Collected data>

+--

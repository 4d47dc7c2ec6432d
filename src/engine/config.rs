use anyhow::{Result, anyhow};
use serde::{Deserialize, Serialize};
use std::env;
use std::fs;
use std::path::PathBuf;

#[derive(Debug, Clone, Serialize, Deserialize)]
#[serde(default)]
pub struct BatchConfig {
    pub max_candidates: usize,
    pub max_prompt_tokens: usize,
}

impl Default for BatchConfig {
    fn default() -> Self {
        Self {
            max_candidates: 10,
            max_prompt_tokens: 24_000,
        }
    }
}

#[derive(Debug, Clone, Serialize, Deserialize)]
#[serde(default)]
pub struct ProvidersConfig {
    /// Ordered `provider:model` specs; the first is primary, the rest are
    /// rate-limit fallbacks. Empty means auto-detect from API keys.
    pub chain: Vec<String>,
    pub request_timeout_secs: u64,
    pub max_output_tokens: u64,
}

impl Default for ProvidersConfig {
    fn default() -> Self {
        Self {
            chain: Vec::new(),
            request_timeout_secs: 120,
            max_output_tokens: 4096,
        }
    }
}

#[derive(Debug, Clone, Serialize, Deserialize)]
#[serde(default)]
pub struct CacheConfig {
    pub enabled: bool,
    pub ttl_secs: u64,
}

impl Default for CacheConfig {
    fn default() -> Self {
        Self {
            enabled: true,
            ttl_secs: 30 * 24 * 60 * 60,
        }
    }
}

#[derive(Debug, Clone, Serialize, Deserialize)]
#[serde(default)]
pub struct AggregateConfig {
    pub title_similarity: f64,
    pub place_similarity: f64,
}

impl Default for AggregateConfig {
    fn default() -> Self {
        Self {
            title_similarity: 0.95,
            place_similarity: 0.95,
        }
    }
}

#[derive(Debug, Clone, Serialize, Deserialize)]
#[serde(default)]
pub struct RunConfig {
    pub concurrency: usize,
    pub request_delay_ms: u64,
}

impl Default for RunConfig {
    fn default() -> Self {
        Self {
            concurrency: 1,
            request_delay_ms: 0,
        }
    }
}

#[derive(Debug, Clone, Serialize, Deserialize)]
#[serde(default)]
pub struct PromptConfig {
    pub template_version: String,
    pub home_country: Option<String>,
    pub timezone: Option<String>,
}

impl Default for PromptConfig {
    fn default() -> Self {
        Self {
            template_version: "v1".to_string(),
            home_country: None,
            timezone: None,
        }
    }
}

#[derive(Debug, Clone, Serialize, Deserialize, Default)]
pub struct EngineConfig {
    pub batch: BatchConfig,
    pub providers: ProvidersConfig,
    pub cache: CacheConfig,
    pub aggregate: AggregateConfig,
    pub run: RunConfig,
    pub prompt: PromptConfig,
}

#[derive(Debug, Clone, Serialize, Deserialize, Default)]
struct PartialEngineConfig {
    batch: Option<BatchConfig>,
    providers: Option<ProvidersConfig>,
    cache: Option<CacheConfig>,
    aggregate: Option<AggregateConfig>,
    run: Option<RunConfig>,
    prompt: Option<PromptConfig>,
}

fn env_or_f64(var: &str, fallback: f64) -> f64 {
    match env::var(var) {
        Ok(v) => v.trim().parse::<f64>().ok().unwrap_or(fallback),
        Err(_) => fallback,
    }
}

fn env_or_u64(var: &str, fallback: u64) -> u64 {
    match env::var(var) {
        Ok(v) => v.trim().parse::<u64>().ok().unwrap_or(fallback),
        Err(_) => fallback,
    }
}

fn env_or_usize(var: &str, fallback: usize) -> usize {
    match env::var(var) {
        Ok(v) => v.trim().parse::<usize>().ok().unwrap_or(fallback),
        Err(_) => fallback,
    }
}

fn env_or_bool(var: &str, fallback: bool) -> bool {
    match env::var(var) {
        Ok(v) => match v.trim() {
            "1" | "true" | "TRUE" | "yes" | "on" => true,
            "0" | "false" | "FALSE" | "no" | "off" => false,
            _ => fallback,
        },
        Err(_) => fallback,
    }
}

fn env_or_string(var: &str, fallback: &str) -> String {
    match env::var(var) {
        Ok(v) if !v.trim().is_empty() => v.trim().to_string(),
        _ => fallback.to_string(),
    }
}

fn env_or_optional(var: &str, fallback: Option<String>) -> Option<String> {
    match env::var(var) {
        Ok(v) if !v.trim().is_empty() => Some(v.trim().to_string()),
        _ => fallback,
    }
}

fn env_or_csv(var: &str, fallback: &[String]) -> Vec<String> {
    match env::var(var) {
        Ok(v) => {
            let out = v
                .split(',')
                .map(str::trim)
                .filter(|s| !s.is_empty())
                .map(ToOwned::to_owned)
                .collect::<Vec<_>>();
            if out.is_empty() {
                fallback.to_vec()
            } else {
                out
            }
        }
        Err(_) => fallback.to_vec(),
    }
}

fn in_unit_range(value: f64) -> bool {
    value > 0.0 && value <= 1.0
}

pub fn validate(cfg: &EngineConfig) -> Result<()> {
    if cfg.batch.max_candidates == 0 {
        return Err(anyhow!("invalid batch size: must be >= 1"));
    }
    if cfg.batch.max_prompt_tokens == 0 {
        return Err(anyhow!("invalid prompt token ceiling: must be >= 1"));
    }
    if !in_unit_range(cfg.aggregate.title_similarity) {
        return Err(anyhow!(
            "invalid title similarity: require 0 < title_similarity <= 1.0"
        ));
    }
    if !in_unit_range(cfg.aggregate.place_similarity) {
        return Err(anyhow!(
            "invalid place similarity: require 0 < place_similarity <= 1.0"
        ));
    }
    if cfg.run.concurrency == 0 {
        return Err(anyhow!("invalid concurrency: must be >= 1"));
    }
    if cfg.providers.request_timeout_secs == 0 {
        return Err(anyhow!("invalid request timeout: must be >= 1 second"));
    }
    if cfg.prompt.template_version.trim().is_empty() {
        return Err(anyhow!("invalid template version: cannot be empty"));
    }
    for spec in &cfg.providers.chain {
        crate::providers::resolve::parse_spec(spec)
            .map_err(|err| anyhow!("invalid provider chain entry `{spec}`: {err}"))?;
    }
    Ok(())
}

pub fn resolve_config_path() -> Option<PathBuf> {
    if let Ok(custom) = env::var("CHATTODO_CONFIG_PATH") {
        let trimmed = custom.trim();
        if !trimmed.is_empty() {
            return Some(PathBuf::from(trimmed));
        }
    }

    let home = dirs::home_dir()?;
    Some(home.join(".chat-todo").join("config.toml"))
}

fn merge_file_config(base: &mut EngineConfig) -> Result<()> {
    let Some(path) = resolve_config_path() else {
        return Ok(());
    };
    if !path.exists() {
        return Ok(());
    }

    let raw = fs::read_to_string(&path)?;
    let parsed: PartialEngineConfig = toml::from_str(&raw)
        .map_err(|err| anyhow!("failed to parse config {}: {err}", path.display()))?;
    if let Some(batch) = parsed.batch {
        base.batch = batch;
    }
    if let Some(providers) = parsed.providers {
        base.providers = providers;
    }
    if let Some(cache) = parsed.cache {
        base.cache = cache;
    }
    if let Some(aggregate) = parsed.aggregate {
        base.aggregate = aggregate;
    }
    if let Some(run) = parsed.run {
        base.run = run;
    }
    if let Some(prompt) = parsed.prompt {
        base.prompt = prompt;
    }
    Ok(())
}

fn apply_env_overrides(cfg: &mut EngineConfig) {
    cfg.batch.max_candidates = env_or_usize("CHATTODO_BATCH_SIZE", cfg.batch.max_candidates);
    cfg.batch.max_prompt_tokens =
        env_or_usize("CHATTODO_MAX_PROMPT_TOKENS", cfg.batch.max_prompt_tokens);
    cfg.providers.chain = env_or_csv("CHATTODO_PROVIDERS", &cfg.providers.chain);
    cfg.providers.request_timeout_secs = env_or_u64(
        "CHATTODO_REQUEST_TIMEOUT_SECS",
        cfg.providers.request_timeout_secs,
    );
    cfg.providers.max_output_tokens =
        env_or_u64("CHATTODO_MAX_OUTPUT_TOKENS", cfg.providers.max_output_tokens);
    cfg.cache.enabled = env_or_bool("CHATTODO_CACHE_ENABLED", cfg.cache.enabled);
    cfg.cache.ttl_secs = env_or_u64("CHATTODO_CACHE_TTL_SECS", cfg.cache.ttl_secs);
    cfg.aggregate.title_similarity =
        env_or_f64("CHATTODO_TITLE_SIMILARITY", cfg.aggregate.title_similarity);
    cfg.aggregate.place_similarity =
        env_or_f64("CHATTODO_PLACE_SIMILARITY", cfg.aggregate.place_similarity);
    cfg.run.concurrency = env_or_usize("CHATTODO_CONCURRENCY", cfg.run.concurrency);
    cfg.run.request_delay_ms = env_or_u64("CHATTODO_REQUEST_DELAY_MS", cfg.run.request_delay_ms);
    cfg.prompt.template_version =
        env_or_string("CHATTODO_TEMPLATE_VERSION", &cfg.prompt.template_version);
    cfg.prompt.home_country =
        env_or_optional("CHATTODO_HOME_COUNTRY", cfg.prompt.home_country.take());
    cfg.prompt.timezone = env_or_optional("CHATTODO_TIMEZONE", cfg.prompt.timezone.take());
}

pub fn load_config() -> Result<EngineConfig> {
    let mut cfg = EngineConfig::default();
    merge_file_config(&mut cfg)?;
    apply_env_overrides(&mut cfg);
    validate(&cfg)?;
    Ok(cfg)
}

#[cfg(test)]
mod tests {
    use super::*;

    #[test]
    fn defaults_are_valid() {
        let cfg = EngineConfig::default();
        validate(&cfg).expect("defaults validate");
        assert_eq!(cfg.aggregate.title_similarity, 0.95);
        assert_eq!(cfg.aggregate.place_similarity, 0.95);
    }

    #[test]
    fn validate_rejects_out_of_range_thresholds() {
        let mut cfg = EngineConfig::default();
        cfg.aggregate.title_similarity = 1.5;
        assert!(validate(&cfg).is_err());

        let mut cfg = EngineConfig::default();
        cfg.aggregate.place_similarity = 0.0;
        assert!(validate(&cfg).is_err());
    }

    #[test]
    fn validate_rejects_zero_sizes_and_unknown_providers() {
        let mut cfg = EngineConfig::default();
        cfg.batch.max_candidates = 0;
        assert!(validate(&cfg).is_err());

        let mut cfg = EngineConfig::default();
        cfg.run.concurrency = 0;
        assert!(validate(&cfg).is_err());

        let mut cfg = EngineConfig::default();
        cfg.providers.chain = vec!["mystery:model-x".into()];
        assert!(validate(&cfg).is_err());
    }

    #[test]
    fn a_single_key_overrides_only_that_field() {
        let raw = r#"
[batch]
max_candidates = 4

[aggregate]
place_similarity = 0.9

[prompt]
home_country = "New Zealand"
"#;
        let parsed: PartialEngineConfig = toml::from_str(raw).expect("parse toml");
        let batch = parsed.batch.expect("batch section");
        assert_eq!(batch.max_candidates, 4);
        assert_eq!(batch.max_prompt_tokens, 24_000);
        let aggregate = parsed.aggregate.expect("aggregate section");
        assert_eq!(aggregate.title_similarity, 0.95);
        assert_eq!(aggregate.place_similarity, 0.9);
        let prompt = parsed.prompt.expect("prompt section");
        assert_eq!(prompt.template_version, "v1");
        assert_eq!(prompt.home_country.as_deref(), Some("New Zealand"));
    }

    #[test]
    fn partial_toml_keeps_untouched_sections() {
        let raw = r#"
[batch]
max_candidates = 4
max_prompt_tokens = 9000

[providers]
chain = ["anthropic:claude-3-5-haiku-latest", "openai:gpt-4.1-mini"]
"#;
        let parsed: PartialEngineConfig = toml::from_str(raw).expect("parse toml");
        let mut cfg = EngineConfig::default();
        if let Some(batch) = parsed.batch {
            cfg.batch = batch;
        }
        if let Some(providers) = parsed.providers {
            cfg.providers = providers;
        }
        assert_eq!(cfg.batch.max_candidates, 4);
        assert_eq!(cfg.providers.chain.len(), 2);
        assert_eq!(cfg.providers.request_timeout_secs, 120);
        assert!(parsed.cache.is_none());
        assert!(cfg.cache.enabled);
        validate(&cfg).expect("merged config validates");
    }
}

+--

Show all lines above that contain "base".

fn merge_file_config(base: &mut EngineConfig) -> Result<()> {
        base.batch = batch;
        base.providers = providers;
        base.cache = cache;
        base.aggregate = aggregate;
        base.run = run;
        base.prompt = prompt;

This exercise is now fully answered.